#### WHAT THE EXERCISE ASKS:
Copy every line of the records below where the word "AlreadyClaimed" occurs.

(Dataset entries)
----------------------------------------
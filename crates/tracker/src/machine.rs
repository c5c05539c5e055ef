//! The per-quote registration state machine. All states, events and
//! transition rules are encoded here; accepting an event may hand back a
//! duty for the executor to perform. No I/O happens in this module.

use std::fmt::Display;

use bridge_lp_primitives::{
    DepositProof, QuoteHash, RegistrationStatus, StateKind, TxRef,
};
use thiserror::Error;

/// Why a registration ended in [`RegistrationState::Failed`].
#[derive(Debug, Clone, PartialEq, Eq)]
pub enum FailureReason {
    /// The guard found insufficient liquidity at submission time.
    LiquidityExhausted(String),

    /// The guard found collateral below the configured minimum.
    CollateralShortfall(String),

    /// The stored quote no longer hashes to the inbound hash.
    HashMismatch,

    /// Gas estimation or another pre-submission check says the contract
    /// would reject the transaction; final and non-retryable.
    ContractRejected(String),

    /// Submitting the transaction itself failed; not retried because a
    /// prior attempt may already have reached the chain.
    SubmissionFailed(String),

    /// The persistent submission marker was already claimed by an earlier
    /// attempt whose outcome is unknown.
    AlreadyClaimed,

    /// The chain reported a failure receipt.
    Reverted(TxRef),

    /// The quote's deadline passed before confirmation.
    Timeout(String),

    /// Transient chain failures persisted past the retry budget.
    RetriesExhausted(String),
}

impl Display for FailureReason {
    fn fmt(&self, f: &mut std::fmt::Formatter<'_>) -> std::fmt::Result {
        match self {
            Self::LiquidityExhausted(msg) => write!(f, "liquidity exhausted: {msg}"),
            Self::CollateralShortfall(msg) => write!(f, "collateral shortfall: {msg}"),
            Self::HashMismatch => write!(f, "stored quote does not match its hash"),
            Self::ContractRejected(msg) => write!(f, "contract rejected transaction: {msg}"),
            Self::SubmissionFailed(msg) => write!(f, "submission failed: {msg}"),
            Self::AlreadyClaimed => {
                write!(f, "submission already claimed by a previous attempt")
            }
            Self::Reverted(tx_ref) => write!(f, "transaction {tx_ref} reverted"),
            Self::Timeout(msg) => write!(f, "deadline exceeded: {msg}"),
            Self::RetriesExhausted(msg) => write!(f, "retries exhausted: {msg}"),
        }
    }
}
----------------------------------------
#### FINISHED EXERCISE:
    AlreadyClaimed,
            Self::AlreadyClaimed => {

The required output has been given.